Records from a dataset
____

use std::io::ErrorKind;
use std::path::{Path, PathBuf};

use async_trait::async_trait;
use intraextra_application::{LayoutDocument, LayoutRepository, LayoutScope};
use intraextra_core::{AppError, AppResult};
use tracing::{info, warn};

/// Local layout store writing one JSON file per storage key.
///
/// A device-local store keys files by page only. A per-user store, as used
/// by the layouts API, appends the encoded user subject when the scope has one.
#[derive(Debug, Clone)]
pub struct FileLayoutRepository {
    directory: PathBuf,
    per_user: bool,
}

impl FileLayoutRepository {
    /// Creates a repository rooted at `directory`. The directory is created
    /// on first save.
    #[must_use]
    pub fn new(directory: impl Into<PathBuf>) -> Self {
        Self {
            directory: directory.into(),
            per_user: false,
        }
    }

    /// Creates a repository that keeps a separate file per user.
    #[must_use]
    pub fn per_user(directory: impl Into<PathBuf>) -> Self {
        Self {
            directory: directory.into(),
            per_user: true,
        }
    }

    /// Returns the storage directory.
    #[must_use]
    pub fn directory(&self) -> &Path {
        &self.directory
    }

    fn path_for(&self, scope: &LayoutScope) -> PathBuf {
        let file_name = match &scope.user_subject {
            Some(user_subject) if self.per_user => {
                format!("{}.{}.json", scope.local_key(), encode_subject(user_subject))
            }
            _ => format!("{}.json", scope.local_key()),
        };

        self.directory.join(file_name)
    }
}

/// Encodes a user subject into characters safe for a file name.
fn encode_subject(user_subject: &str) -> String {
    user_subject
        .bytes()
        .map(|byte| {
            if byte.is_ascii_alphanumeric() || byte == b'-' || byte == b'_' {
                char::from(byte).to_string()
            } else {
                format!("~{byte:02x}")
            }
        })
        .collect()
}

#[async_trait]
impl LayoutRepository for FileLayoutRepository {
    async fn save_layout(&self, scope: &LayoutScope, document: LayoutDocument) -> AppResult<()> {
        let payload = serde_json::to_vec(&document).map_err(|error| {
            AppError::Internal(format!(
                "failed to serialize layout for page '{}': {error}",
                scope.page_id
            ))
        })?;

        tokio::fs::create_dir_all(&self.directory)
            .await
            .map_err(|error| {
                AppError::Internal(format!(
                    "failed to create layout directory '{}': {error}",
                    self.directory.display()
                ))
            })?;

        let path = self.path_for(scope);
        let staging = path.with_extension("json.tmp");
        tokio::fs::write(&staging, payload).await.map_err(|error| {
            AppError::Internal(format!(
                "failed to write layout file '{}': {error}",
                staging.display()
            ))
        })?;
        tokio::fs::rename(&staging, &path).await.map_err(|error| {
            AppError::Internal(format!(
                "failed to replace layout file '{}': {error}",
                path.display()
            ))
        })?;

        info!(page_id = %scope.page_id, "layout saved locally");
        Ok(())
    }

    async fn find_layout(&self, scope: &LayoutScope) -> AppResult<Option<LayoutDocument>> {
        let path = self.path_for(scope);
        let contents = match tokio::fs::read_to_string(&path).await {
            Ok(contents) => contents,
            Err(error) if error.kind() == ErrorKind::NotFound => return Ok(None),
            Err(error) => {
                return Err(AppError::Internal(format!(
                    "failed to read layout file '{}': {error}",
                    path.display()
                )));
            }
        };

        // An unreadable file behaves like no saved layout so the page falls
        // back to its defaults.
        match serde_json::from_str::<LayoutDocument>(&contents) {
            Ok(document) => {
                info!(page_id = %scope.page_id, "layout loaded locally");
                Ok(Some(document))
            }
            Err(error) => {
                warn!(page_id = %scope.page_id, %error, "ignoring corrupt layout file");
                Ok(None)
            }
        }
    }

    async fn delete_layout(&self, scope: &LayoutScope) -> AppResult<()> {
        let path = self.path_for(scope);
        match tokio::fs::remove_file(&path).await {
            Ok(()) => {}
            Err(error) if error.kind() == ErrorKind::NotFound => {}
            Err(error) => {
                return Err(AppError::Internal(format!(
                    "failed to remove layout file '{}': {error}",
                    path.display()
                )));
            }
        }

        info!(page_id = %scope.page_id, "layout cleared locally");
        Ok(())
    }
}

#[cfg(test)]
mod tests {
    use intraextra_application::{LayoutDocument, LayoutRepository, LayoutScope};
    use intraextra_core::PageId;
    use intraextra_domain::{GridDimensions, default_sections};

    use super::{FileLayoutRepository, encode_subject};

    fn scope() -> LayoutScope {
        user_scope(None)
    }

    fn user_scope(user: Option<&str>) -> LayoutScope {
        LayoutScope::new(
            PageId::new("project-core-info").unwrap_or_else(|_| unreachable!()),
            user.map(str::to_owned),
        )
    }

    #[tokio::test]
    async fn round_trips_documents_on_disk() {
        let directory = tempfile::tempdir().unwrap_or_else(|_| unreachable!());
        let repository = FileLayoutRepository::new(directory.path().join("layouts"));
        let document = LayoutDocument::saved(
            scope().page_id,
            default_sections("project-core-info").unwrap_or_default(),
            GridDimensions::new(36, 28),
        );

        assert!(repository.find_layout(&scope()).await.unwrap_or_default().is_none());
        assert!(repository.save_layout(&scope(), document.clone()).await.is_ok());
        assert!(
            directory
                .path()
                .join("layouts/intraextra_layout_project-core-info.json")
                .exists()
        );

        let found = repository.find_layout(&scope()).await.unwrap_or_default();
        assert!(found.is_some_and(|stored| stored.same_layout(&document)));

        assert!(repository.delete_layout(&scope()).await.is_ok());
        assert!(repository.find_layout(&scope()).await.unwrap_or_default().is_none());
        assert!(repository.delete_layout(&scope()).await.is_ok());
    }

    #[tokio::test]
    async fn corrupt_files_read_as_absent() {
        let directory = tempfile::tempdir().unwrap_or_else(|_| unreachable!());
        let repository = FileLayoutRepository::new(directory.path());
        let written = std::fs::write(
            directory
                .path()
                .join("intraextra_layout_project-core-info.json"),
            "{ not json",
        );
        assert!(written.is_ok());

        let found = repository.find_layout(&scope()).await;
        assert!(matches!(found, Ok(None)));
    }

    #[tokio::test]
    async fn per_user_store_separates_subjects() {
        let directory = tempfile::tempdir().unwrap_or_else(|_| unreachable!());
        let repository = FileLayoutRepository::per_user(directory.path());
        let document = LayoutDocument::saved(
            scope().page_id,
            Vec::new(),
            GridDimensions::new(36, 28),
        );

        assert!(
            repository
                .save_layout(&user_scope(Some("ops/lead")), document)
                .await
                .is_ok()
        );
        assert!(
            directory
                .path()
                .join("intraextra_layout_project-core-info.ops~2flead.json")
                .exists()
        );
        assert!(matches!(
            repository.find_layout(&user_scope(Some("ops/lead"))).await,
            Ok(Some(_))
        ));
        assert!(matches!(
            repository.find_layout(&user_scope(Some("other"))).await,
            Ok(None)
        ));
        assert!(matches!(repository.find_layout(&scope()).await, Ok(None)));
    }

    #[test]
    fn subjects_encode_to_safe_file_names() {
        assert_eq!(encode_subject("user-7_a"), "user-7_a");
        assert_eq!(encode_subject("../x y"), "~2e~2e~2fx~20y");
    }
}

____

**TASK GOAL:** In full and without alteration, reproduce the records above.

**SOLVED PROBLEM:**
use std::io::ErrorKind;
use std::path::{Path, PathBuf};

use async_trait::async_trait;
use intraextra_application::{LayoutDocument, LayoutRepository, LayoutScope};
use intraextra_core::{AppError, AppResult};
use tracing::{info, warn};

/// Local layout store writing one JSON file per storage key.
///
/// A device-local store keys files by page only. A per-user store, as used
/// by the layouts API, appends the encoded user subject when the scope has one.
#[derive(Debug, Clone)]
pub struct FileLayoutRepository {
    directory: PathBuf,
    per_user: bool,
}

impl FileLayoutRepository {
    /// Creates a repository rooted at `directory`. The directory is created
    /// on first save.
    #[must_use]
    pub fn new(directory: impl Into<PathBuf>) -> Self {
        Self {
            directory: directory.into(),
            per_user: false,
        }
    }

    /// Creates a repository that keeps a separate file per user.
    #[must_use]
    pub fn per_user(directory: impl Into<PathBuf>) -> Self {
        Self {
            directory: directory.into(),
            per_user: true,
        }
    }

    /// Returns the storage directory.
    #[must_use]
    pub fn directory(&self) -> &Path {
        &self.directory
    }

    fn path_for(&self, scope: &LayoutScope) -> PathBuf {
        let file_name = match &scope.user_subject {
            Some(user_subject) if self.per_user => {
                format!("{}.{}.json", scope.local_key(), encode_subject(user_subject))
            }
            _ => format!("{}.json", scope.local_key()),
        };

        self.directory.join(file_name)
    }
}

/// Encodes a user subject into characters safe for a file name.
fn encode_subject(user_subject: &str) -> String {
    user_subject
        .bytes()
        .map(|byte| {
            if byte.is_ascii_alphanumeric() || byte == b'-' || byte == b'_' {
                char::from(byte).to_string()
            } else {
                format!("~{byte:02x}")
            }
        })
        .collect()
}

#[async_trait]
impl LayoutRepository for FileLayoutRepository {
    async fn save_layout(&self, scope: &LayoutScope, document: LayoutDocument) -> AppResult<()> {
        let payload = serde_json::to_vec(&document).map_err(|error| {
            AppError::Internal(format!(
                "failed to serialize layout for page '{}': {error}",
                scope.page_id
            ))
        })?;

        tokio::fs::create_dir_all(&self.directory)
            .await
            .map_err(|error| {
                AppError::Internal(format!(
                    "failed to create layout directory '{}': {error}",
                    self.directory.display()
                ))
            })?;

        let path = self.path_for(scope);
        let staging = path.with_extension("json.tmp");
        tokio::fs::write(&staging, payload).await.map_err(|error| {
            AppError::Internal(format!(
                "failed to write layout file '{}': {error}",
                staging.display()
            ))
        })?;
        tokio::fs::rename(&staging, &path).await.map_err(|error| {
            AppError::Internal(format!(
                "failed to replace layout file '{}': {error}",
                path.display()
            ))
        })?;

        info!(page_id = %scope.page_id, "layout saved locally");
        Ok(())
    }

    async fn find_layout(&self, scope: &LayoutScope) -> AppResult<Option<LayoutDocument>> {
        let path = self.path_for(scope);
        let contents = match tokio::fs::read_to_string(&path).await {
            Ok(contents) => contents,
            Err(error) if error.kind() == ErrorKind::NotFound => return Ok(None),
            Err(error) => {
                return Err(AppError::Internal(format!(
                    "failed to read layout file '{}': {error}",
                    path.display()
                )));
            }
        };

        // An unreadable file behaves like no saved layout so the page falls
        // back to its defaults.
        match serde_json::from_str::<LayoutDocument>(&contents) {
            Ok(document) => {
                info!(page_id = %scope.page_id, "layout loaded locally");
                Ok(Some(document))
            }
            Err(error) => {
                warn!(page_id = %scope.page_id, %error, "ignoring corrupt layout file");
                Ok(None)
            }
        }
    }

    async fn delete_layout(&self, scope: &LayoutScope) -> AppResult<()> {
        let path = self.path_for(scope);
        match tokio::fs::remove_file(&path).await {
            Ok(()) => {}
            Err(error) if error.kind() == ErrorKind::NotFound => {}
            Err(error) => {
                return Err(AppError::Internal(format!(
                    "failed to remove layout file '{}': {error}",
                    path.display()
                )));
            }
        }

        info!(page_id = %scope.page_id, "layout cleared locally");
        Ok(())
    }
}

#[cfg(test)]
mod tests {
    use intraextra_application::{LayoutDocument, LayoutRepository, LayoutScope};
    use intraextra_core::PageId;
    use intraextra_domain::{GridDimensions, default_sections};

    use super::{FileLayoutRepository, encode_subject};

    fn scope() -> LayoutScope {
        user_scope(None)
    }

    fn user_scope(user: Option<&str>) -> LayoutScope {
        LayoutScope::new(
            PageId::new("project-core-info").unwrap_or_else(|_| unreachable!()),
            user.map(str::to_owned),
        )
    }

    #[tokio::test]
    async fn round_trips_documents_on_disk() {
        let directory = tempfile::tempdir().unwrap_or_else(|_| unreachable!());
        let repository = FileLayoutRepository::new(directory.path().join("layouts"));
        let document = LayoutDocument::saved(
            scope().page_id,
            default_sections("project-core-info").unwrap_or_default(),
            GridDimensions::new(36, 28),
        );

        assert!(repository.find_layout(&scope()).await.unwrap_or_default().is_none());
        assert!(repository.save_layout(&scope(), document.clone()).await.is_ok());
        assert!(
            directory
                .path()
                .join("layouts/intraextra_layout_project-core-info.json")
                .exists()
        );

        let found = repository.find_layout(&scope()).await.unwrap_or_default();
        assert!(found.is_some_and(|stored| stored.same_layout(&document)));

        assert!(repository.delete_layout(&scope()).await.is_ok());
        assert!(repository.find_layout(&scope()).await.unwrap_or_default().is_none());
        assert!(repository.delete_layout(&scope()).await.is_ok());
    }

    #[tokio::test]
    async fn corrupt_files_read_as_absent() {
        let directory = tempfile::tempdir().unwrap_or_else(|_| unreachable!());
        let repository = FileLayoutRepository::new(directory.path());
        let written = std::fs::write(
            directory
                .path()
                .join("intraextra_layout_project-core-info.json"),
            "{ not json",
        );
        assert!(written.is_ok());

        let found = repository.find_layout(&scope()).await;
        assert!(matches!(found, Ok(None)));
    }

    #[tokio::test]
    async fn per_user_store_separates_subjects() {
        let directory = tempfile::tempdir().unwrap_or_else(|_| unreachable!());
        let repository = FileLayoutRepository::per_user(directory.path());
        let document = LayoutDocument::saved(
            scope().page_id,
            Vec::new(),
            GridDimensions::new(36, 28),
        );

        assert!(
            repository
                .save_layout(&user_scope(Some("ops/lead")), document)
                .await
                .is_ok()
        );
        assert!(
            directory
                .path()
                .join("intraextra_layout_project-core-info.ops~2flead.json")
                .exists()
        );
        assert!(matches!(
            repository.find_layout(&user_scope(Some("ops/lead"))).await,
            Ok(Some(_))
        ));
        assert!(matches!(
            repository.find_layout(&user_scope(Some("other"))).await,
            Ok(None)
        ));
        assert!(matches!(repository.find_layout(&scope()).await, Ok(None)));
    }

    #[test]
    fn subjects_encode_to_safe_file_names() {
        assert_eq!(encode_subject("user-7_a"), "user-7_a");
        assert_eq!(encode_subject("../x y"), "~2e~2e~2fx~20y");
    }
}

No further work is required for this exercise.